Enfin dans un quatrième point le Professeur Kasparian a précisé quel est l’impact réel et vécu des transferts dans le budget des ménages et sur leur qualité de vie.

-Les transferts ont pour conséquence en premier lieu l’amélioration du niveau de vie des ménages peu favorisés. En effet la fréquence relative des ménages ayant un revenu inférieur à 1 200 000 L.L. par mois tombe de 21,8% dans les ménages ne recevant pas d’aides de l’étranger à 15,9% pour ceux recevant des transferts.

- le revenu mensuel moyen d’un ménage recevant des transferts de l’étranger est légèrement supérieur à celui d’un ménage sans transferts (respectivement : 2 893 000 L.L. contre 2 766 000 L.L.).
- L’écart est plus important en considérant les revenus par tête, du fait que les ménages avec transferts sont de taille plus réduite. (Revenu moyen mensuel par tête
respectivement pour les ménages recevant des transferts ou pas : 1 035 000LL et
765 000 L.L.).

-Les transferts des émigrés réduisent en second lieu les inégalités dans la distribution des revenus ; la distribution des revenus dans l’ensemble des ménages recevant des aides extérieures devient plus égalitaire grâce à ces aides. Ceci dénote un apport de l’aide extérieure au revenu des ménages peu aisés relativement plus important qu’à celui des ménages plus favorisés.

-Les revenus provenant de l’extérieur constituent 40,2% des revenus des ménages recevant des transferts des émigrés (14 millions sur 34,7 millions de LL). Ils se décomposent en aides financières (37%), pensions de retraite (0,5%), revenus du capital et de l’épargne (0,4%) et de revenus exceptionnels (2,3%).

- Les revenus moyens par travailleur sont moins élevés dans les ménages recevant des transferts de l’extérieur quel que soit le statut de l’activité professionnelle :-6,1% dans les revenus des salariés du secteur public (14 795 contre 15 755 LL/an), -6,9% dans celui des salariés du secteur privés (13 280 contre 14 259 LL/an) et -18% dans les revenus des patrons et des travailleurs indépendants (16 053 contre 19 553LL/an).

- Le total des dépenses estimées des ménages recevant des fonds de l’étranger ne diffère pas de celui ne recevant pas des fonds (respectivement 28,6 millions de LL par an et 28,6 millions).
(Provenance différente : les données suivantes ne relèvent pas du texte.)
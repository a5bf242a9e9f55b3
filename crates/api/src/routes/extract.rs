//! Request extraction helpers shared by the API handlers.
//!
//! - [`ApiJson`], [`ApiPath`], and [`ApiQuery`] turn extractor rejections
//!   into JSON errors.
//! - [`PageQuery`] / [`Page`] / [`Paginated`] implement page-number pagination.
//! - [`NamePayload`] is the body of every entity that is just a name.

use axum::extract::{FromRequest, FromRequestParts};
use serde::{Deserialize, Deserializer, Serialize};

use crate::config::MAX_PAGE_SIZE;
use crate::db::Window;
use crate::error::{AppError, FieldErrors};

pub(crate) const REQUIRED: &str = "This field is required.";
pub(crate) const BLANK: &str = "This field may not be blank.";

/// JSON body extractor whose rejection is an [`AppError`].
#[derive(Debug, FromRequest)]
#[from_request(via(axum::Json), rejection(AppError))]
pub struct ApiJson<T>(pub T);

/// Path extractor; an unparseable ID is reported as not found.
#[derive(Debug, FromRequestParts)]
#[from_request(via(axum::extract::Path), rejection(AppError))]
pub struct ApiPath<T>(pub T);

/// Query string extractor whose rejection is an [`AppError`].
#[derive(Debug, FromRequestParts)]
#[from_request(via(axum::extract::Query), rejection(AppError))]
pub struct ApiQuery<T>(pub T);

/// Deserialize a field that distinguishes "absent" from "explicitly null".
///
/// Use with `#[serde(default, deserialize_with = "double_option")]`:
/// absent is `None`, `null` is `Some(None)`.
pub(crate) fn double_option<'de, T, D>(deserializer: D) -> Result<Option<Option<T>>, D::Error>
where
    T: Deserialize<'de>,
    D: Deserializer<'de>,
{
    Option::<T>::deserialize(deserializer).map(Some)
}

/// Validate a required name field, recording problems in `errors`.
///
/// Returns the trimmed name when it is valid.
pub(crate) fn required_name(
    errors: &mut FieldErrors,
    field: &str,
    value: Option<&str>,
    max_chars: usize,
) -> Option<String> {
    let Some(value) = value else {
        errors.add(field, REQUIRED);
        return None;
    };
    checked_name(errors, field, value, max_chars)
}

/// Validate a name that is present, recording problems in `errors`.
pub(crate) fn checked_name(
    errors: &mut FieldErrors,
    field: &str,
    value: &str,
    max_chars: usize,
) -> Option<String> {
    let trimmed = value.trim();
    if trimmed.is_empty() {
        errors.add(field, BLANK);
        return None;
    }
    if trimmed.chars().count() > max_chars {
        errors.add(
            field,
            format!("Ensure this field has no more than {max_chars} characters."),
        );
        return None;
    }
    Some(trimmed.to_owned())
}

// =============================================================================
// Named entities
// =============================================================================

/// Longest name of a brand, store, group, or category.
pub(crate) const MAX_NAME_CHARS: usize = 100;

/// Body of brand, store, and category writes.
#[derive(Debug, Default, Deserialize)]
pub struct NamePayload {
    pub name: Option<String>,
}

impl NamePayload {
    /// Validate for create or full update.
    ///
    /// # Errors
    ///
    /// Returns `AppError::Validation` if the name is missing, blank, or too long.
    pub fn require_name(&self) -> Result<String, AppError> {
        let mut errors = FieldErrors::new();
        let name = required_name(&mut errors, "name", self.name.as_deref(), MAX_NAME_CHARS);
        match name {
            Some(name) => Ok(name),
            None => Err(AppError::Validation(errors)),
        }
    }

    /// Validate for a partial update: the name may be left out.
    ///
    /// # Errors
    ///
    /// Returns `AppError::Validation` if the name is present but blank or too long.
    pub fn optional_name(&self) -> Result<Option<String>, AppError> {
        match self.name.as_deref() {
            None => Ok(None),
            Some(_) => self.require_name().map(Some),
        }
    }
}

// =============================================================================
// Pagination
// =============================================================================

/// `page` and `page_size` query parameters.
///
/// Kept as strings so a malformed value becomes a 404 or the default size
/// instead of a query rejection.
#[derive(Debug, Default, Deserialize)]
pub struct PageQuery {
    pub page: Option<String>,
    pub page_size: Option<String>,
}

impl PageQuery {
    /// Resolve against the configured default page size.
    ///
    /// # Errors
    ///
    /// Returns `AppError::NotFound` if `page` is not a positive integer.
    pub fn resolve(&self, default_size: u32) -> Result<Page, AppError> {
        let number = match self.page.as_deref().map(str::trim) {
            None | Some("") => 1,
            Some(raw) => raw
                .parse::<u32>()
                .ok()
                .filter(|n| *n > 0)
                .ok_or(AppError::NotFound)?,
        };

        let size = self
            .page_size
            .as_deref()
            .and_then(|raw| raw.trim().parse::<u32>().ok())
            .filter(|size| *size > 0)
            .map_or(default_size, |size| size.min(MAX_PAGE_SIZE));

        Ok(Page { number, size })
    }
}

/// A resolved page request.
#[derive(Debug, Clone, Copy, PartialEq, Eq)]
pub struct Page {
    /// 1-based page number.
    pub number: u32,
    /// Rows per page.
    pub size: u32,
}

impl Page {
    /// Number of pages needed for `count` rows; an empty list still has one.
    #[must_use]
    pub fn last_page(&self, count: i64) -> u32 {
        let count = u64::try_from(count).unwrap_or(0);
        let pages = count.div_ceil(u64::from(self.size)).max(1);
        u32::try_from(pages).unwrap_or(u32::MAX)
    }

    /// Fail when this page lies beyond the last one.
    ///
    /// # Errors
    ///
    /// Returns `AppError::NotFound` if `number` is past the last page.
    pub fn ensure_exists(&self, count: i64) -> Result<(), AppError> {
        if self.number > self.last_page(count) {
            return Err(AppError::NotFound);
        }
        Ok(())
    }

    /// Rows to fetch for this page.
    #[must_use]
    pub fn window(&self) -> Window {
        Window {
            limit: i64::from(self.size),
            offset: i64::from(self.number - 1) * i64::from(self.size),
        }
    }

    /// Wrap one page of results.
    #[must_use]
    pub fn wrap<T>(&self, count: i64, results: Vec<T>) -> Paginated<T> {
        let last = self.last_page(count);
        Paginated {
            count,
            next: (self.number < last).then(|| self.number + 1),
            previous: (self.number > 1).then(|| self.number - 1),
            results,
        }
    }
}

/// Paginated list response body.
#[derive(Debug, Serialize)]
pub struct Paginated<T> {
    pub count: i64,
    pub next: Option<u32>,
    pub previous: Option<u32>,
    pub results: Vec<T>,
}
- La structure des dépenses répartie sur les principales rubriques de consommation révèle des similitudes entre les ménages ayant et n’ayant pas des transferts de l’étranger, avec certaines variantes dans l’ordre d’importance. Ainsi dans les ménages avec ou sans transferts les dépenses d’alimentation représentent la principale source de dépense et s’élèvent respectivement à 28%. Les frais de logement (loyer, électricité, chauffage, eau, entretien et ameublement…) y compris ceux du logement secondaire viennent en deuxième et représentent pour les deux types de ménages respectivement 18,4% et 17,1% de la totalité des dépenses.

- Plus de ménages endettés parmi ceux qui ne reçoivent pas une aide de l’étranger. En effet environ le tiers des ménages sans transferts (31,9%) ont déclaré s’être endettés pour assouvir différents besoins, cette fréquence est de 22,4% pour les ménages recevant des transferts. A noter que certains ménages dans les deux catégories ont plus d’une dette. La charge de la dette moyenne est légèrement plus élevée parmi les ménages sans transferts 566 000LL par mois contre 520 000LL pour les ménages recevant des transferts de l’étranger.
- L’importance des transferts dans l’amélioration des conditions de vie apparait dans leurs diverses destinations : Environ les deux tiers des ménages (61,4%) déclarent utiliser ces aides pour l’alimentation, 58,9% pour assurer les frais de logements, 53,9% pour améliorer leur vie quotidienne.

-Les ménages recevant des transferts sont globalement plus satisfaits de leur niveau de vie que les ménages sans transferts.


Pour conclure, Madame Kasparian a souhaité que ce travail puisse être utile pour une meilleure connaissance du phénomène migratoire et permettre de faire des analyses plus approfondies et des rapprochements entre le vécu, le réel et le souhaité des Libanais.